En un nuevo episodio que profundiza la tensa relación entre Washington y Caracas, el presidente de Estados Unidos, Donald Trump, publicó una imagen en sus redes sociales presentándose como “presidente interino de Venezuela”. Esta acción ocurre en el marco de una intervención estadounidense sin precedentes en el país sudamericano, iniciada con la captura del presidente Nicolás Maduro.

La Declaración Visual de Trump

En la noche del 11 de enero de 2026, Trump compartió en su red social Truth Social una imagen de su perfil de Wikipedia manipulada. La edición añadía el cargo de “presidente interino de Venezuela” con fecha de “enero de 2026”, junto a sus cargos como 45.º y 47.º presidente de Estados Unidos.

La página oficial de Wikipedia no registra tal cambio y mantiene únicamente su cargo real. Este no es el primer caso en que el mandatario estadounidense utiliza imágenes retocadas o videos generados por inteligencia artificial para reforzar su narrativa política.

Contexto de una Intervención en Tres Fases

La publicación de Trump no es un hecho aislado, sino parte de una estrategia declarada por su gobierno. El secretario de Estado, Marco Rubio, detalló ante el Congreso un plan de tres fases para Venezuela:

FaseNombreObjetivos Declarados
1EstabilizaciónControlar la distribución de ingresos petroleros para “beneficiar al pueblo venezolano”. Incluye la toma de entre 30 y 50 millones de barriles de crudo.
2RecuperaciónReintegrar a Venezuela al mercado global y promover un proceso de “reconciliación nacional”.
3TransiciónConsolidar una transformación política interna en el país.

El propio Trump había adelantado que sería él quien “gobernará” Venezuela hasta que se complete una “transición segura, apropiada y juiciosa”.

Cooperación Petrolera y Advertencias a Caracas

A pesar del lenguaje de auto-proclamación, Trump afirmó que su administración “se está llevando muy bien con el liderazgo” actual en Venezuela. Confirmó un acuerdo por el cual Venezuela enviaría 50 millones de barriles de petróleo a Estados Unidos, un movimiento que según él busca revitalizar la industria local.

Sin embargo, acompañó esta cooperación con una severa advertencia dirigida a la presidenta encargada de Venezuela, Delcy Rodríguez. Trump señaló que Rodríguez “probablemente afrontaría una situación peor que la de Maduro” si decide no cooperar con las exigencias de la Casa Blanca.

Respuesta del Gobierno Venezolano y la Comunidad Internacional

Desde la captura de Maduro el 3 de enero, el Tribunal Supremo de Justicia de Venezuela designó a la vicepresidenta ejecutiva, Delcy Rodríguez, como presidenta encargada. Esta medida, tomada para garantizar la continuidad del Estado, no declaró la “falta absoluta” de Maduro, por lo que el cargo constitucional de presidente sigue atribuido a él de manera formal.

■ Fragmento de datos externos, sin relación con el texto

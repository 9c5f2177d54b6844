//! Core data types for the status updater
//!
//! This module contains the records that flow between the pipeline
//! stages: raw inputs handed over by the descriptor source, the
//! correlated [`Node`] record, and the metric/sample vocabulary used by
//! the history engine.
//!
//! # Main Types
//!
//! - [`Fingerprint`] - Validated 40-hex-digit node identifier
//! - [`Node`] - Correlated record of one relay or bridge
//! - [`ListingSnapshot`] - One published listing of nodes with its validity time
//! - [`DescriptorRecord`] - Self-published node metadata
//! - [`MeasurementRecord`] - Timestamped samples of one metric for one node
//! - [`Metric`] - The historical series kept per node

use serde::{Deserialize, Serialize};
use std::collections::BTreeSet;
use std::fmt;
use std::str::FromStr;

use crate::error::{OnionooError, Result};
use crate::time::ONE_HOUR;

/// Number of hex digits in a fingerprint
pub const FINGERPRINT_LEN: usize = 40;

/// Unique node identifier: 40 hex digits, normalized to uppercase
#[derive(Debug, Clone, PartialEq, Eq, PartialOrd, Ord, Hash, Serialize, Deserialize)]
#[serde(try_from = "String", into = "String")]
pub struct Fingerprint(String);

impl Fingerprint {
    /// Parse and normalize a fingerprint
    pub fn parse(value: &str) -> Result<Self> {
        let trimmed = value.trim();
        if trimmed.len() != FINGERPRINT_LEN {
            return Err(OnionooError::Input(format!(
                "fingerprint '{}' has {} characters, expected {}",
                trimmed,
                trimmed.len(),
                FINGERPRINT_LEN
            )));
        }
        if !trimmed.chars().all(|c| c.is_ascii_hexdigit()) {
            return Err(OnionooError::Input(format!(
                "fingerprint '{}' contains non-hex characters",
                trimmed
            )));
        }
        Ok(Self(trimmed.to_ascii_uppercase()))
    }

    pub fn as_str(&self) -> &str {
        &self.0
    }
}

impl fmt::Display for Fingerprint {
    fn fmt(&self, f: &mut fmt::Formatter<'_>) -> fmt::Result {
        f.write_str(&self.0)
    }
}

impl FromStr for Fingerprint {
    type Err = OnionooError;

    fn from_str(s: &str) -> Result<Self> {
        Self::parse(s)
    }
}

impl TryFrom<String> for Fingerprint {
    type Error = OnionooError;

    fn try_from(value: String) -> Result<Self> {
        Self::parse(&value)
    }
}

impl From<Fingerprint> for String {
    fn from(fp: Fingerprint) -> Self {
        fp.0
    }
}

/// Whether a node is a public relay or an unlisted bridge
#[derive(Debug, Clone, Copy, PartialEq, Eq, Hash, Serialize, Deserialize, Default)]
#[serde(rename_all = "snake_case")]
pub enum NodeKind {
    /// Listed in the relay consensus
    #[default]
    Relay,
    /// Listed in the bridge authority's status
    Bridge,
}

impl NodeKind {
    pub fn is_relay(&self) -> bool {
        matches!(self, NodeKind::Relay)
    }

    pub fn display_name(&self) -> &'static str {
        match self {
            NodeKind::Relay => "relay",
            NodeKind::Bridge => "bridge",
        }
    }
}

/// One row of a listing snapshot, exactly as handed over by the source.
///
/// The fingerprint is kept as a raw string so that a malformed entry can
/// be rejected on its own without failing the whole snapshot.
#[derive(Debug, Clone, PartialEq, Serialize, Deserialize)]
pub struct ListingEntry {
    pub fingerprint: String,
    #[serde(default)]
    pub nickname: String,
    #[serde(default)]
    pub addresses: Vec<String>,
    #[serde(default)]
    pub or_port: u16,
    #[serde(default)]
    pub dir_port: u16,
    #[serde(default)]
    pub flags: BTreeSet<String>,
}

/// One published set of currently known nodes
#[derive(Debug, Clone, PartialEq, Serialize, Deserialize)]
pub struct ListingSnapshot {
    #[serde(default)]
    pub kind: NodeKind,
    /// Start of the validity interval (consensus valid-after or bridge status published)
    pub valid_after_millis: i64,
    pub entries: Vec<ListingEntry>,
}

/// Self-published metadata of one node
#[derive(Debug, Clone, PartialEq, Serialize, Deserialize)]
pub struct DescriptorRecord {
    pub fingerprint: String,
    pub published_millis: i64,
    #[serde(default)]
    pub contact: Option<String>,
    #[serde(default)]
    pub exit_policy: Vec<String>,
    #[serde(default)]
    pub platform: Option<String>,
    #[serde(default)]
    pub family: Vec<String>,
}

/// Descriptor-derived attributes kept on a [`Node`]
#[derive(Debug, Clone, Default, PartialEq, Serialize, Deserialize)]
pub struct DescriptorDetails {
    pub published_millis: i64,
    #[serde(default, skip_serializing_if = "Option::is_none")]
    pub contact: Option<String>,
    #[serde(default, skip_serializing_if = "Option::is_none")]
    pub platform: Option<String>,
    #[serde(default, skip_serializing_if = "Vec::is_empty")]
    pub exit_policy: Vec<String>,
    #[serde(default, skip_serializing_if = "Vec::is_empty")]
    pub family: Vec<String>,
}

impl From<&DescriptorRecord> for DescriptorDetails {
    fn from(record: &DescriptorRecord) -> Self {
        Self {
            published_millis: record.published_millis,
            contact: record.contact.clone(),
            platform: record.platform.clone(),
            exit_policy: record.exit_policy.clone(),
            family: record.family.clone(),
        }
    }
}

/// Correlated record of one relay or bridge
#[derive(Debug, Clone, PartialEq, Serialize, Deserialize)]
pub struct Node {
    pub fingerprint: Fingerprint,
    pub nickname: String,
    pub kind: NodeKind,
    /// Every address ever listed for this node, in first-sighting order
    pub addresses: Vec<String>,
    /// Addresses of the most recent listing
    #[serde(default)]
    pub current_addresses: Vec<String>,
    #[serde(default)]
    pub or_port: u16,
    #[serde(default)]
    pub dir_port: u16,
    /// Flags of the most recent listing (never accumulated)
    pub flags: BTreeSet<String>,
    pub first_seen_millis: i64,
    pub last_seen_millis: i64,
    #[serde(default, skip_serializing_if = "Option::is_none")]
    pub descriptor: Option<DescriptorDetails>,
}

impl Node {
    /// Create a node from its first sighting
    pub fn new(fingerprint: Fingerprint, kind: NodeKind, seen_millis: i64) -> Self {
        Self {
            fingerprint,
            nickname: String::new(),
            kind,
            addresses: Vec::new(),
            current_addresses: Vec::new(),
            or_port: 0,
            dir_port: 0,
            flags: BTreeSet::new(),
            first_seen_millis: seen_millis,
            last_seen_millis: seen_millis,
            descriptor: None,
        }
    }

    /// Append addresses not yet in the history
    pub fn remember_addresses<'a>(&mut self, addresses: impl IntoIterator<Item = &'a String>) {
        for address in addresses {
            if !self.addresses.contains(address) {
                self.addresses.push(address.clone());
            }
        }
    }

    pub fn has_flag(&self, flag: &str) -> bool {
        self.flags.contains(flag)
    }
}

/// How samples of a metric are folded into a bucket
#[derive(Debug, Clone, Copy, PartialEq, Eq, Serialize, Deserialize)]
pub enum Aggregation {
    /// Running mean of sample values
    Gauge,
    /// Fraction of the bucket covered by samples, weighted by duration
    Interval { sample_millis: i64 },
}

/// Historical series kept per node
#[derive(Debug, Clone, Copy, PartialEq, Eq, PartialOrd, Ord, Hash, Serialize, Deserialize)]
#[serde(rename_all = "snake_case")]
pub enum Metric {
    ReadBandwidth,
    WriteBandwidth,
    Uptime,
    Clients,
}

impl Metric {
    pub const ALL: [Metric; 4] = [
        Metric::ReadBandwidth,
        Metric::WriteBandwidth,
        Metric::Uptime,
        Metric::Clients,
    ];

    /// Position in [`Metric::ALL`]
    pub fn index(&self) -> usize {
        match self {
            Metric::ReadBandwidth => 0,
            Metric::WriteBandwidth => 1,
            Metric::Uptime => 2,
            Metric::Clients => 3,
        }
    }

    pub fn aggregation(&self) -> Aggregation {
        match self {
            Metric::ReadBandwidth | Metric::WriteBandwidth | Metric::Clients => {
                Aggregation::Gauge
            }
            Metric::Uptime => Aggregation::Interval {
                sample_millis: ONE_HOUR,
            },
        }
    }

    /// Stable name used for directories and config keys
    pub fn name(&self) -> &'static str {
        match self {
            Metric::ReadBandwidth => "read_bandwidth",
            Metric::WriteBandwidth => "write_bandwidth",
            Metric::Uptime => "uptime",
            Metric::Clients => "clients",
        }
    }
}

impl fmt::Display for Metric {
    fn fmt(&self, f: &mut fmt::Formatter<'_>) -> fmt::Result {
        f.write_str(self.name())
    }
}

/// One (timestamp, value) observation of a metric
#[derive(Debug, Clone, Copy, PartialEq, Serialize, Deserialize)]
pub struct MeasurementSample {
    pub timestamp_millis: i64,
    pub value: f64,
}

impl MeasurementSample {
    pub fn new(timestamp_millis: i64, value: f64) -> Self {
        Self {
            timestamp_millis,
            value,
        }
    }
}

/// Timestamped samples of one metric for one node
#[derive(Debug, Clone, PartialEq, Serialize, Deserialize)]
pub struct MeasurementRecord {
    pub fingerprint: String,
    pub metric: Metric,
    pub samples: Vec<MeasurementSample>,
}

#[cfg(test)]
mod tests {
    use super::*;

    #[test]
    fn test_fingerprint_normalizes_case() {
        let fp = Fingerprint::parse(&"ab12".repeat(10)).unwrap();
        assert_eq!(fp.as_str(), "AB12".repeat(10));
    }

    #[test]
    fn test_fingerprint_rejects_wrong_length() {
        assert!(Fingerprint::parse("AAAA").is_err());
        assert!(Fingerprint::parse(&"A".repeat(41)).is_err());
    }

    #[test]
    fn test_fingerprint_rejects_non_hex() {
        let err = Fingerprint::parse(&"G".repeat(40)).unwrap_err();
        assert!(err.is_input());
    }

    #[test]
    fn test_fingerprint_serde_validates() {
        let ok: Fingerprint = serde_json::from_str(&format!("\"{}\"", "c".repeat(40))).unwrap();
        assert_eq!(ok.as_str(), "C".repeat(40));
        assert!(serde_json::from_str::<Fingerprint>("\"zz\"").is_err());
    }

    #[test]
    fn test_remember_addresses_is_append_only() {
        let fp = Fingerprint::parse(&"A".repeat(40)).unwrap();
        let mut node = Node::new(fp, NodeKind::Relay, 0);
        node.remember_addresses(&["10.0.0.1".to_string(), "10.0.0.2".to_string()]);
        node.remember_addresses(&["10.0.0.2".to_string(), "10.0.0.3".to_string()]);
        assert_eq!(node.addresses, vec!["10.0.0.1", "10.0.0.2", "10.0.0.3"]);
    }

    #[test]
    fn test_metric_aggregation() {
        assert_eq!(Metric::Clients.aggregation(), Aggregation::Gauge);
        assert!(matches!(
            Metric::Uptime.aggregation(),
            Aggregation::Interval { sample_millis } if sample_millis == ONE_HOUR
        ));
    }
}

Rodríguez, por su parte, ha apelado a la unidad nacional frente a lo que califica como una “agresión de naturaleza salvaje y criminal”. En un gesto de distensión interna, su gobierno anunció la liberación de un “número importante” de personas detenidas, incluidos extranjeros, como un paso para la “convivencia pacífica”.

La acción militar estadounidense ha recibido críticas internacionales. La presidenta de México, Claudia Sheinbaum, reafirmó el principio de no intervención de la política exterior mexicana, señalando que “sólo el pueblo de Venezuela puede definir a sus gobernantes”. Asimismo, la Oficina de la ONU para los Derechos Humanos declaró que la operación “socavó un principio fundamental del derecho internacional”.

Situación de Maduro y Perspectivas

Nicolás Maduro y su esposa, Cilia Flores, capturados en la operación del 3 de enero, se encuentran recluidos en un centro penitenciario de Brooklyn, Nueva York, a la espera de juicio por cargos de narcotráfico. Trump expresó total confianza en el proceso judicial y calificó la acusación de “infalible”.

El futuro político de Venezuela permanece en una zona gris, balanceándose entre un gobierno encabezado por Delcy Rodríguez en Caracas, la influencia y declaraciones de facto de la administración Trump, y un plan de transición dirigido desde Washington cuyos detalles y aceptación final son inciertos.